What causes beer to have a "plastic bag burp" taste

I've noticed what I describe as a "plastic bag burp" property in some beers. In short, beer burps after drinking the beer have a slight plastic-y aftertaste.

I notice this most often in home brew and in some less-than-stellar craft beers, but I also notice it in some (but not all) of the classic bavarian hefes (e.g. Weihenstephan, Paulaner). Given that weissbier connection I'm wondering if it's a sign of a specific ester or phenolic byproduct, specifically sought for in the bavarian beers, and accidentally produced in the home brews.

I'd love to know what specifically that taste might be coming from, and for bonus points how to avoid it when it's not true to the beer style's taste profile.

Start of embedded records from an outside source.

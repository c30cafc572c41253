// Stats reset schedule
// Registers the weekly and monthly reset alarms

use anyhow::{Context, Result};
use chrono::{DateTime, Datelike, Duration, NaiveDate, TimeZone, Utc};
use std::fmt::Display;

use crate::config::ScheduleConfig;
use crate::services::{AlarmScheduler, AlarmSpec};
use crate::state::StatsWindow;

/// Instants the reset alarms were registered for
#[derive(Clone, Debug, PartialEq, Eq)]
pub struct ResetSchedule {
    pub weekly: AlarmSpec,
    pub monthly: AlarmSpec,
}

/// `now` moved forward by the whole days left until Sunday, a full week when
/// today is Sunday. The time of day is kept, not rounded to midnight.
pub fn next_weekly_reset<Tz: TimeZone>(now: &DateTime<Tz>) -> DateTime<Tz> {
    let days_until_sunday = match now.weekday().num_days_from_sunday() {
        0 => 7,
        day => 7 - day,
    };
    now.clone() + Duration::days(i64::from(days_until_sunday))
}

/// Local midnight on the first day of next month.
///
/// When midnight falls in a DST gap the first valid hour after it is used.
pub fn next_monthly_reset<Tz: TimeZone>(now: &DateTime<Tz>) -> Option<DateTime<Tz>> {
    let (year, month) = match now.month() {
        12 => (now.year() + 1, 1),
        month => (now.year(), month + 1),
    };
    let midnight = NaiveDate::from_ymd_opt(year, month, 1)?.and_hms_opt(0, 0, 0)?;

    let tz = now.timezone();
    (0..=3).find_map(|hour| {
        tz.from_local_datetime(&(midnight + Duration::hours(hour)))
            .earliest()
    })
}

/// Register (or re-register) both reset alarms relative to `now`
pub async fn schedule_resets<Tz>(
    alarms: &impl AlarmScheduler,
    config: &ScheduleConfig,
    now: &DateTime<Tz>,
) -> Result<ResetSchedule>
where
    Tz: TimeZone,
    Tz::Offset: Display,
{
    let weekly_at = next_weekly_reset(now);
    let monthly_at = next_monthly_reset(now).context("First day of next month is out of range")?;

    let weekly = AlarmSpec {
        when: weekly_at.with_timezone(&Utc),
        period_in_minutes: config.weekly_period_minutes,
    };
    alarms
        .create(StatsWindow::Weekly.alarm_name(), &weekly)
        .await?;
    log::info!("Weekly stats reset alarm set for {}", weekly_at);

    let monthly = AlarmSpec {
        when: monthly_at.with_timezone(&Utc),
        period_in_minutes: config.monthly_period_minutes,
    };
    alarms
        .create(StatsWindow::Monthly.alarm_name(), &monthly)
        .await?;
    log::info!("Monthly stats reset alarm set for {}", monthly_at);

    Ok(ResetSchedule { weekly, monthly })
}

#[cfg(test)]
mod tests {
    use super::*;
    use crate::services::MemoryPlatform;
    use chrono::{FixedOffset, Timelike, Weekday};

    fn at(y: i32, m: u32, d: u32, h: u32, min: u32) -> DateTime<FixedOffset> {
        FixedOffset::east_opt(2 * 3600)
            .unwrap()
            .with_ymd_and_hms(y, m, d, h, min, 0)
            .unwrap()
    }

    #[test]
    fn test_weekly_from_midweek() {
        // 2026-10-21 is a Wednesday
        let now = at(2026, 10, 21, 15, 30);
        let next = next_weekly_reset(&now);

        assert_eq!(next.weekday(), Weekday::Sun);
        assert_eq!(next, at(2026, 10, 25, 15, 30));
    }

    #[test]
    fn test_weekly_from_sunday_is_a_full_week() {
        let now = at(2026, 10, 18, 9, 5);
        assert_eq!(next_weekly_reset(&now), at(2026, 10, 25, 9, 5));
    }

    #[test]
    fn test_weekly_from_saturday() {
        let now = at(2026, 10, 24, 23, 59);
        let next = next_weekly_reset(&now);
        assert_eq!(next, at(2026, 10, 25, 23, 59));
        assert_eq!((next.hour(), next.minute()), (23, 59));
    }

    #[test]
    fn test_monthly_is_first_of_next_month_at_midnight() {
        let now = at(2026, 10, 19, 14, 0);
        assert_eq!(next_monthly_reset(&now), Some(at(2026, 11, 1, 0, 0)));

        // Already the first: still next month
        let now = at(2026, 2, 1, 0, 0);
        assert_eq!(next_monthly_reset(&now), Some(at(2026, 3, 1, 0, 0)));
    }

    #[test]
    fn test_monthly_rolls_over_the_year() {
        let now = at(2026, 12, 31, 23, 0);
        assert_eq!(next_monthly_reset(&now), Some(at(2027, 1, 1, 0, 0)));
    }

    #[test]
    fn test_monthly_skips_missing_midnight() {
        use chrono_tz::America::Asuncion;

        // Paraguay moved clocks from 00:00 to 01:00 on 2017-10-01
        let now = Asuncion.with_ymd_and_hms(2017, 9, 15, 12, 0, 0).unwrap();
        let next = next_monthly_reset(&now).unwrap();

        assert_eq!(next.to_rfc3339(), "2017-10-01T01:00:00-03:00");
        assert_eq!((next.day(), next.hour()), (1, 1));
    }

    #[tokio::test]
    async fn test_schedule_registers_both_alarms() {
        let platform = MemoryPlatform::new();
        let now = at(2026, 10, 19, 8, 0);

        let schedule = schedule_resets(&platform, &ScheduleConfig::default(), &now)
            .await
            .unwrap();

        let alarms = platform.alarms();
        assert_eq!(alarms.len(), 2);

        let weekly = &alarms["resetWeeklyStats"];
        assert_eq!(weekly, &schedule.weekly);
        assert_eq!(weekly.period_in_minutes, 10080);
        assert_eq!(weekly.when, at(2026, 10, 25, 8, 0).with_timezone(&Utc));

        let monthly = &alarms["resetMonthlyStats"];
        assert_eq!(monthly.period_in_minutes, 43200);
        assert_eq!(monthly.when, at(2026, 11, 1, 0, 0).with_timezone(&Utc));
    }

    #[tokio::test]
    async fn test_rescheduling_overwrites_previous_alarms() {
        let platform = MemoryPlatform::new();
        let config = ScheduleConfig::default();

        schedule_resets(&platform, &config, &at(2026, 10, 19, 8, 0))
            .await
            .unwrap();
        schedule_resets(&platform, &config, &at(2026, 11, 3, 8, 0))
            .await
            .unwrap();

        let alarms = platform.alarms();
        assert_eq!(alarms.len(), 2);
        assert_eq!(
            alarms["resetMonthlyStats"].when,
            at(2026, 12, 1, 0, 0).with_timezone(&Utc)
        );
    }
}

Topic weiss taste homebrew

Category Mac


I also detected this plastic burp off flavor. I have a vienna lager with this problem. I encountered with it earlier in a german roggenbier. I found it as "styrene" off flavor I think it is more or less meet your decription. I found a referance stating, that it is produced some of the yeast strains for example wheat beer strains. And it can be caused also by defective carbon dioxid gas supplies or a wild yeast contamination. Here is a link, you can find it on the second page.


It seems to me that you are describing phenols when you talk about the "plastic bag burp" taste. Phenol production does vary quite a bit from one yeast strain to another with the Bavarian weizen yeasts and many Belgian yeasts producing more desirable phenols. Unwanted phenols produce a medicinal, band-aid, smoky, or plastic aroma and flavor. These are often caused by chlorophenols in the water, improper rinsing of chlorine sanitizers, oversparging, sparging with a pH over 6.0, poor yeast health, and wild yeast contamination.

To avoid these flavors you should use a block carbon filter or campden tablets to remove chlorophenols from your water, use a healthy yeast strain, proper sparging while monitoring temperature and pH, and employ a good rinse of chlorine sanitizers or use a non-chlorine sanitizer.

Using a large yeast starter and controlling your fermentation temperature will also decrease phenol production.